Copy each entry as written.

[Records from a dataset]
+ + +

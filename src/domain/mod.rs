pub mod branch;
pub mod message;
pub mod pattern;
pub mod ticket;
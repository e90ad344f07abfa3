use async_trait::async_trait;
use reqwest::header::AUTHORIZATION;

use crate::config::GitHubSettings;
use crate::domain::ticket::TicketId;
use crate::infra::http::ApiClient;
use crate::infra::validator::skip_missing;
use crate::services::{IssueTrackerService, ValidationOutcome};

pub struct GitHubClient {
    api: ApiClient,
    settings: GitHubSettings,
}

impl GitHubClient {
    pub fn new(settings: GitHubSettings, api: ApiClient) -> Self {
        Self { api, settings }
    }

    fn issue_endpoint(&self, repo: &str, number: &str) -> String {
        format!(
            "{}/repos/{}/issues/{}",
            self.settings.api_url.trim_end_matches('/'),
            repo.trim_matches('/'),
            number
        )
    }

    fn browse_url(&self, repo: &str, number: &str) -> String {
        format!(
            "{}/{}/issues/{}",
            self.settings.web_url.trim_end_matches('/'),
            repo.trim_matches('/'),
            number
        )
    }
}

#[async_trait]
impl IssueTrackerService for GitHubClient {
    fn platform(&self) -> &str {
        "github"
    }

    async fn exists(&self, ticket: &TicketId) -> ValidationOutcome {
        let (Some(token), Some(repo)) = (&self.settings.token, &self.settings.repo) else {
            return skip_missing(
                "GitHub",
                &[
                    ("GITHUB_TOKEN", self.settings.token.is_none()),
                    ("GITHUB_REPO", self.settings.repo.is_none()),
                ],
            );
        };

        let number = ticket.issue_number();
        self.api
            .probe(
                &self.issue_endpoint(repo, number),
                (AUTHORIZATION, format!("token {token}")),
                Some(self.browse_url(repo, number)),
            )
            .await
    }
}
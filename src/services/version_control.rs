use async_trait::async_trait;

use crate::domain::branch::BranchName;
use crate::error::AppResult;

#[async_trait]
pub trait VersionControlService: Send + Sync {
    async fn current_branch(&self) -> AppResult<BranchName>;
}
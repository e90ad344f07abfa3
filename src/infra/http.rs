use std::time::Duration;

use reqwest::{
    Client, StatusCode,
    header::{ACCEPT, HeaderName},
};
use tracing::{debug, error};

use crate::error::{AppError, AppResult};
use crate::services::ValidationOutcome;

const USER_AGENT: &str = concat!("ticket-hooks/", env!("CARGO_PKG_VERSION"));
const BODY_PREVIEW_LEN: usize = 200;

/// Shared HTTP client for single, unretried issue lookups.
#[derive(Clone)]
pub struct ApiClient {
    http: Client,
}

impl ApiClient {
    pub fn new(timeout: Duration) -> AppResult<Self> {
        let http = Client::builder()
            .timeout(timeout)
            .user_agent(USER_AGENT)
            .build()
            .map_err(|err| AppError::IssueTracker(format!("failed to build HTTP client: {err}")))?;
        Ok(Self { http })
    }

    /// Only `200 OK` counts as an existing ticket.
    pub async fn probe(
        &self,
        url: &str,
        auth: (HeaderName, String),
        browse_url: Option<String>,
    ) -> ValidationOutcome {
        debug!(%url, "API GET");
        let (header, value) = auth;

        let response = match self
            .http
            .get(url)
            .header(header, value)
            .header(ACCEPT, "application/json")
            .send()
            .await
        {
            Ok(response) => response,
            Err(err) => {
                error!(%url, error = %err, "API request failed");
                return ValidationOutcome::Unreachable {
                    reason: err.to_string(),
                    url: browse_url,
                };
            }
        };

        let status = response.status();
        let body = response
            .text()
            .await
            .unwrap_or_else(|_| "<unable to read response>".to_string());
        let preview: String = body.chars().take(BODY_PREVIEW_LEN).collect();
        debug!(status = status.as_u16(), body = %preview, "API response");

        if status == StatusCode::OK {
            ValidationOutcome::Exists
        } else {
            ValidationOutcome::NotFound {
                status: status.as_u16(),
                url: browse_url,
            }
        }
    }
}
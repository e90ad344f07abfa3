pub mod issue_tracker;
pub mod version_control;

pub use issue_tracker::{IssueTrackerService, ValidationOutcome};
pub use version_control::VersionControlService;
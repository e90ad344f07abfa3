use std::fs::{File, OpenOptions};
use std::io;
use std::path::Path;
use std::sync::Mutex;

use tracing_subscriber::{EnvFilter, fmt, prelude::*, registry};

use crate::config::AppConfig;

/// Stderr gets `TICKET_HOOK_LOG`; the debug log file, when enabled, gets everything
/// at debug level and is only ever appended to.
pub fn init(config: &AppConfig) {
    let stderr_filter =
        EnvFilter::try_new(&config.log_filter).unwrap_or_else(|_| EnvFilter::new("error"));
    let stderr_layer = fmt::layer()
        .with_writer(std::io::stderr)
        .with_filter(stderr_filter);

    let file_layer = config.debug_log.as_ref().and_then(|path| match open_debug_log(path) {
        Ok(file) => Some(
            fmt::layer()
                .with_writer(Mutex::new(file))
                .with_ansi(false)
                .with_filter(EnvFilter::new("ticket_hooks=debug")),
        ),
        Err(err) => {
            eprintln!(
                "Warning: could not open debug log {}: {err}. Logging to stderr only.",
                path.display()
            );
            None
        }
    });

    let _ = registry().with(stderr_layer).with(file_layer).try_init();
}

/// Opens `path` for appending. Missing parent directories are an error, never created.
fn open_debug_log(path: &Path) -> io::Result<File> {
    if let Some(parent) = path.parent().filter(|parent| !parent.as_os_str().is_empty()) {
        if !parent.is_dir() {
            return Err(io::Error::new(
                io::ErrorKind::NotFound,
                format!("directory {} does not exist", parent.display()),
            ));
        }
    }
    OpenOptions::new().create(true).append(true).open(path)
}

+ + +

▸ **ANSWER SPACE**:
filename src/domain/mod.rs
pub mod branch;
pub mod message;
pub mod pattern;
pub mod ticket;
repository e90ad344f07abfa3
use async_trait::async_trait;
use reqwest::header::AUTHORIZATION;

use crate::config::GitHubSettings;
use crate::domain::ticket::TicketId;
use crate::infra::http::ApiClient;
use crate::infra::validator::skip_missing;
use crate::services::{IssueTrackerService, ValidationOutcome};

pub struct GitHubClient {
    api: ApiClient,
    settings: GitHubSettings,
}

impl GitHubClient {
    pub fn new(settings: GitHubSettings, api: ApiClient) -> Self {
        Self { api, settings }
    }

    fn issue_endpoint(&self, repo: &str, number: &str) -> String {
        format!(
            "{}/repos/{}/issues/{}",
            self.settings.api_url.trim_end_matches('/'),
            repo.trim_matches('/'),
            number
        )
    }

    fn browse_url(&self, repo: &str, number: &str) -> String {
        format!(
            "{}/{}/issues/{}",
            self.settings.web_url.trim_end_matches('/'),
            repo.trim_matches('/'),
            number
        )
    }
}

#[async_trait]
impl IssueTrackerService for GitHubClient {
    fn platform(&self) -> &str {
        "github"
    }

    async fn exists(&self, ticket: &TicketId) -> ValidationOutcome {
        let (Some(token), Some(repo)) = (&self.settings.token, &self.settings.repo) else {
            return skip_missing(
                "GitHub",
                &[
                    ("GITHUB_TOKEN", self.settings.token.is_none()),
                    ("GITHUB_REPO", self.settings.repo.is_none()),
                ],
            );
        };

        let number = ticket.issue_number();
        self.api
            .probe(
                &self.issue_endpoint(repo, number),
                (AUTHORIZATION, format!("token {token}")),
                Some(self.browse_url(repo, number)),
            )
            .await
    }
}
filename src/services/version_control.rs
use async_trait::async_trait;

use crate::domain::branch::BranchName;
use crate::error::AppResult;

#[async_trait]
pub trait VersionControlService: Send + Sync {
    async fn current_branch(&self) -> AppResult<BranchName>;
}
repository e90ad344f07abfa3
filename src/infra/http.rs
use std::time::Duration;

use reqwest::{
    Client, StatusCode,
    header::{ACCEPT, HeaderName},
};
use tracing::{debug, error};

use crate::error::{AppError, AppResult};
use crate::services::ValidationOutcome;

const USER_AGENT: &str = concat!("ticket-hooks/", env!("CARGO_PKG_VERSION"));
const BODY_PREVIEW_LEN: usize = 200;

/// Shared HTTP client for single, unretried issue lookups.
#[derive(Clone)]
pub struct ApiClient {
    http: Client,
}

impl ApiClient {
    pub fn new(timeout: Duration) -> AppResult<Self> {
        let http = Client::builder()
            .timeout(timeout)
            .user_agent(USER_AGENT)
            .build()
            .map_err(|err| AppError::IssueTracker(format!("failed to build HTTP client: {err}")))?;
        Ok(Self { http })
    }

    /// Only `200 OK` counts as an existing ticket.
    pub async fn probe(
        &self,
        url: &str,
        auth: (HeaderName, String),
        browse_url: Option<String>,
    ) -> ValidationOutcome {
        debug!(%url, "API GET");
        let (header, value) = auth;

        let response = match self
            .http
            .get(url)
            .header(header, value)
            .header(ACCEPT, "application/json")
            .send()
            .await
        {
            Ok(response) => response,
            Err(err) => {
                error!(%url, error = %err, "API request failed");
                return ValidationOutcome::Unreachable {
                    reason: err.to_string(),
                    url: browse_url,
                };
            }
        };

        let status = response.status();
        let body = response
            .text()
            .await
            .unwrap_or_else(|_| "<unable to read response>".to_string());
        let preview: String = body.chars().take(BODY_PREVIEW_LEN).collect();
        debug!(status = status.as_u16(), body = %preview, "API response");

        if status == StatusCode::OK {
            ValidationOutcome::Exists
        } else {
            ValidationOutcome::NotFound {
                status: status.as_u16(),
                url: browse_url,
            }
        }
    }
}
repository e90ad344f07abfa3
pub mod issue_tracker;
pub mod version_control;

pub use issue_tracker::{IssueTrackerService, ValidationOutcome};
pub use version_control::VersionControlService;
repository e90ad344f07abfa3
use std::fs::{File, OpenOptions};
use std::io;
use std::path::Path;
use std::sync::Mutex;

use tracing_subscriber::{EnvFilter, fmt, prelude::*, registry};

use crate::config::AppConfig;

/// Stderr gets `TICKET_HOOK_LOG`; the debug log file, when enabled, gets everything
/// at debug level and is only ever appended to.
pub fn init(config: &AppConfig) {
    let stderr_filter =
        EnvFilter::try_new(&config.log_filter).unwrap_or_else(|_| EnvFilter::new("error"));
    let stderr_layer = fmt::layer()
        .with_writer(std::io::stderr)
        .with_filter(stderr_filter);

    let file_layer = config.debug_log.as_ref().and_then(|path| match open_debug_log(path) {
        Ok(file) => Some(
            fmt::layer()
                .with_writer(Mutex::new(file))
                .with_ansi(false)
                .with_filter(EnvFilter::new("ticket_hooks=debug")),
        ),
        Err(err) => {
            eprintln!(
                "Warning: could not open debug log {}: {err}. Logging to stderr only.",
                path.display()
            );
            None
        }
    });

    let _ = registry().with(stderr_layer).with(file_layer).try_init();
}

/// Opens `path` for appending. Missing parent directories are an error, never created.
fn open_debug_log(path: &Path) -> io::Result<File> {
    if let Some(parent) = path.parent().filter(|parent| !parent.as_os_str().is_empty()) {
        if !parent.is_dir() {
            return Err(io::Error::new(
                io::ErrorKind::NotFound,
                format!("directory {} does not exist", parent.display()),
            ));
        }
    }
    OpenOptions::new().create(true).append(true).open(path)
}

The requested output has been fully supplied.